◆ EXERCISE DIRECTIONS
From the line that contains "pub fn not_found(model: &str, message: impl" to the end of the records below, copy every line exactly. Both the first and last of these lines count.

◆ MATERIAL FOR THIS TASK
━━━━
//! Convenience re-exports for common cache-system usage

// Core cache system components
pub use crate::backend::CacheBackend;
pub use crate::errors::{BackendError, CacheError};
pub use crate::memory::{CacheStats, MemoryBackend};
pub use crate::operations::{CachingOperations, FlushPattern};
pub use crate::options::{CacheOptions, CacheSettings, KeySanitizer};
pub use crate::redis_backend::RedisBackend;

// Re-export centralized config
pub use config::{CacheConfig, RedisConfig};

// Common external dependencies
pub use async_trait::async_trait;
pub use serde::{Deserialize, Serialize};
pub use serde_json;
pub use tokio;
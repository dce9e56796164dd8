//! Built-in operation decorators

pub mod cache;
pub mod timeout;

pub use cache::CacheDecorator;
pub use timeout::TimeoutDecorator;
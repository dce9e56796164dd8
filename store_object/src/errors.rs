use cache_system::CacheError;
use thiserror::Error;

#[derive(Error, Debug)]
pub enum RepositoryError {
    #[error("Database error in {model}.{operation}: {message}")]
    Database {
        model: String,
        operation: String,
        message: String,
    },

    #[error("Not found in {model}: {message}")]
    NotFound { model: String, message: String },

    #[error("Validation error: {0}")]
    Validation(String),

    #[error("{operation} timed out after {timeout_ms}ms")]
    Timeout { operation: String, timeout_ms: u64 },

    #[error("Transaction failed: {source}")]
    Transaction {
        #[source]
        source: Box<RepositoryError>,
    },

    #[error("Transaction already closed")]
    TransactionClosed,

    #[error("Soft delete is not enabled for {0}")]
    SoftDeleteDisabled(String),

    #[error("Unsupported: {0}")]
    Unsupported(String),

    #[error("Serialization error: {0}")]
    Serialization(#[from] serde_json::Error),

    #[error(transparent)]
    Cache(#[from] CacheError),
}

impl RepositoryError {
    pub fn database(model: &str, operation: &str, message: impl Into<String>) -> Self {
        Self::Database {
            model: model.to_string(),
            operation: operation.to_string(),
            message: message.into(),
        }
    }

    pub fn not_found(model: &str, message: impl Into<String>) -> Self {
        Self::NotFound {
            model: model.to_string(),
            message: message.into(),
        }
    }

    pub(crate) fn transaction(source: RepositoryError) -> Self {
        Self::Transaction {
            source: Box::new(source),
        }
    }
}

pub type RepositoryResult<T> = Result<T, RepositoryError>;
━━━━
◆ EXERCISE OUTPUT
    pub fn not_found(model: &str, message: impl Into<String>) -> Self {
        Self::NotFound {
            model: model.to_string(),
            message: message.into(),
        }
    }

    pub(crate) fn transaction(source: RepositoryError) -> Self {
        Self::Transaction {
            source: Box::new(source),
        }
    }
}

pub type RepositoryResult<T> = Result<T, RepositoryError>;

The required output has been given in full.